National Sludge Alliance: Sludge Magic –

“The question is, why would New York City pay $800.00 per ton to ship sludge to the western states when other municipalities are paying less than $30.00 a ton for disposal?”

[National Sludge Alliance: Link]

Environmental News Service reports –

NEW YORK CITY STOPS SHIPMENTS OF SEWAGE TO TEXAS DUMP

SIERRA BLANCA, Texas, June 26, 2001 (ENS) - The largest sewage sludge dump on Earth, the 81,000 acre municipal industrial dump at Sierra Blanca, will no longer be accepting toxic sewage from New York City.

The New York Department of Environmental Protection (NYC DEP) has canceled its 15 year, $500 million contract with MERCO NYC, which runs the Sierra Blanca dump in the high desert of Texas. MERCO was in its third year of the contract, which was renewed in 1998.

MERCO earned $168 million from the NYC DEP by dumping New York City sewage at Sierra Blanca between 1992 and 1998.

Ten dry tons of sludge cake were spread on each acre of the dump each year. A minimum of 250 tons per day and a maximum of 400 tons a day were dumped over the surface of the registered 81,000 acre land application area, under the guise of fertilizing the desert land.

The sewage sludge contained several contaminants, including lead, PCBs, dioxin, pesticides and other pollutants. New York City sewage is not allowed to be spread or even landfilled in New York State, because the material fails state standards for copper and lead at many of the NYC treatment plants.

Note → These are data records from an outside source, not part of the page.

//! HTTP endpoint handlers.
//!
//! Webhook handlers verify the signature over the raw body before anything
//! else reads it, then hand the envelope to the topic dispatcher. Handlers
//! never block on outbound calls; webhook registration after install runs
//! in a background task.

use std::sync::Arc;

use axum::{
    body::Bytes,
    extract::{Path, Query, State},
    http::HeaderMap,
    response::Redirect,
    Json,
};
use chrono::Utc;
use serde::{Deserialize, Serialize};
use serde_json::Value;
use tracing::{info, warn};

use crate::carrier::{ClassificationReport, Classifier};
use crate::error::AppError;
use crate::oauth::ShopifyOAuth;
use crate::web::signature::configured_secret;
use crate::webhook::{Dispatcher, HandlerResult, WebhookEnvelope};
use crate::Config;

/// Shared application state.
#[derive(Clone)]
pub struct AppState {
    pub config: Arc<Config>,
    pub classifier: Arc<Classifier>,
    pub dispatcher: Arc<Dispatcher>,
    pub oauth: ShopifyOAuth,
}

impl AppState {
    pub fn new(
        config: Config,
        classifier: Arc<Classifier>,
        dispatcher: Dispatcher,
        oauth: ShopifyOAuth,
    ) -> Self {
        Self {
            config: Arc::new(config),
            classifier,
            dispatcher: Arc::new(dispatcher),
            oauth,
        }
    }
}

// =============================================================================
// Health Check
// =============================================================================

#[derive(Serialize)]
pub struct HealthResponse {
    pub status: &'static str,
}

pub async fn health() -> Json<HealthResponse> {
    Json(HealthResponse { status: "ok" })
}

// =============================================================================
// Webhooks
// =============================================================================

/// Body of every acknowledged webhook.
#[derive(Debug, Serialize)]
pub struct WebhookResponse {
    pub success: bool,
    pub message: String,
    /// RFC 3339, UTC
    pub timestamp: String,
    #[serde(skip_serializing_if = "Option::is_none")]
    pub details: Option<Value>,
}

impl WebhookResponse {
    fn acknowledged(message: impl Into<String>, details: Option<Value>) -> Self {
        Self {
            success: true,
            message: message.into(),
            timestamp: Utc::now().to_rfc3339(),
            details,
        }
    }
}

/// `POST /webhooks/:resource/:event`: the path names the topic.
pub async fn webhook_by_path(
    State(state): State<AppState>,
    Path((resource, event)): Path<(String, String)>,
    headers: HeaderMap,
    body: Bytes,
) -> Result<Json<WebhookResponse>, AppError> {
    let path_topic = format!("{}/{}", resource, event);
    if let Some(header_topic) = WebhookEnvelope::header_topic(&headers) {
        if header_topic != path_topic {
            warn!(
                path_topic = %path_topic,
                header_topic = %header_topic,
                "webhook_topic_mismatch"
            );
        }
    }

    let envelope = WebhookEnvelope::from_request(&headers, body, Some(path_topic));
    handle_webhook(&state, envelope)
}

/// `POST /webhooks` and the compliance aliases: `X-Shopify-Topic` names
/// the topic.
pub async fn webhook_combined(
    State(state): State<AppState>,
    headers: HeaderMap,
    body: Bytes,
) -> Result<Json<WebhookResponse>, AppError> {
    let envelope = WebhookEnvelope::from_request(&headers, body, None);
    handle_webhook(&state, envelope)
}

fn handle_webhook(
    state: &AppState,
    envelope: WebhookEnvelope,
) -> Result<Json<WebhookResponse>, AppError> {
    info!(
        topic = %envelope.topic,
        shop = %envelope.shop,
        webhook_id = ?envelope.webhook_id,
        body_length = envelope.raw_body.len(),
        has_signature = envelope.signature_header.is_some(),
        "webhook_received"
    );

    let secret = configured_secret(&state.config.webhook_secret).ok_or_else(|| {
        AppError::Configuration("SHOPIFY_WEBHOOK_SECRET is not set".to_string())
    })?;

    if !envelope.verify(secret, state.config.signature_encoding) {
        warn!(topic = %envelope.topic, shop = %envelope.shop, "webhook_signature_invalid");
        return Err(AppError::Unauthorized);
    }

    match state.dispatcher.dispatch(&envelope) {
        HandlerResult::Acknowledged(ack) => {
            info!(topic = %envelope.topic, shop = %envelope.shop, acknowledgement = %ack.message, "webhook_processed");
            Ok(Json(WebhookResponse::acknowledged(ack.message, ack.details)))
        }
        HandlerResult::NotFound => Ok(Json(WebhookResponse::acknowledged(
            format!("No handler for topic '{}'", envelope.topic),
            None,
        ))),
        HandlerResult::Rejected(reason) => Err(AppError::MalformedPayload(format!(
            "{} ({})",
            reason, envelope.topic
        ))),
    }
}

// =============================================================================
// Classification API
// =============================================================================

#[derive(Debug, Deserialize)]
pub struct ClassifyQuery {
    pub number: Option<String>,
}

#[derive(Debug, Deserialize)]
pub struct ClassifyRequest {
    #[serde(default)]
    pub tracking_number: String,
}

/// `GET /api/classify?number=...`
pub async fn classify_query(
    State(state): State<AppState>,
    Query(query): Query<ClassifyQuery>,
) -> Result<Json<ClassificationReport>, AppError> {
    classify(&state.classifier, query.number.as_deref().unwrap_or_default())
}

/// `POST /api/classify` with `{"tracking_number": "..."}`
pub async fn classify_json(
    State(state): State<AppState>,
    Json(request): Json<ClassifyRequest>,
) -> Result<Json<ClassificationReport>, AppError> {
    classify(&state.classifier, &request.tracking_number)
}

fn classify(classifier: &Classifier, input: &str) -> Result<Json<ClassificationReport>, AppError> {
    if input.trim().is_empty() {
        return Err(AppError::BadRequest("tracking number is required".to_string()));
    }

    let report = classifier.report(input);
    info!(
        normalized = %report.normalized,
        matched = report.matched,
        carrier = ?report.best.as_ref().map(|b| b.result.carrier.as_str()),
        "tracking_number_classified"
    );
    Ok(Json(report))
}

// =============================================================================
// OAuth install
// =============================================================================

#[derive(Debug, Deserialize)]
pub struct InstallQuery {
    pub shop: Option<String>,
}

/// `GET /auth?shop=...`: redirect to the authorize page.
pub async fn auth_install(
    State(state): State<AppState>,
    Query(query): Query<InstallQuery>,
) -> Result<Redirect, AppError> {
    let shop = query
        .shop
        .as_deref()
        .map(str::trim)
        .filter(|s| !s.is_empty())
        .ok_or_else(|| AppError::BadRequest("missing shop parameter".to_string()))?;

    let url = state.oauth.begin_install(shop).await?;
    Ok(Redirect::to(url.as_str()))
}

/// `GET /auth/callback`: verify, exchange the code and send the browser to
/// the frontend. Webhook subscriptions are created in the background.
pub async fn auth_callback(
    State(state): State<AppState>,
    Query(params): Query<Vec<(String, String)>>,
) -> Result<Redirect, AppError> {
    let (shop, token) = state.oauth.complete_install(&params).await?;
    let redirect = state.oauth.frontend_redirect(&shop, &token)?;

    let oauth = state.oauth.clone();
    tokio::spawn(async move {
        let outcomes = oauth.register_webhooks(&shop, &token).await;
        let failed = outcomes.iter().filter(|o| o.result.is_err()).count();
        info!(
            shop = %shop,
            registered = outcomes.len() - failed,
            failed = failed,
            "webhook_registration_finished"
        );
    });

    Ok(Redirect::to(redirect.as_str()))
}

[Environmental News Service: Link]

Michael Scally observes, in a footnote to an otherwise unrelated article –

Opponents of the proposed contract award to Merco Joint Venture, the sludge contractor, noted the speed with which the contract proposal was approved by the Texas Water Commission after Merco made a $1.5 million contribution to Texas Tech University to study the “benefits” of sludge sewage disposal, approval it won without an environmental impact study or serious opportunity for public process or debate. Merco Joint Venture was subsequently tied to organized crime elements. See, Allen R. Myerson, Flood of Money Wins an Uneasy Home in Texas for New York City Waste, The N. Y Times, (July 17, 1995) at B02.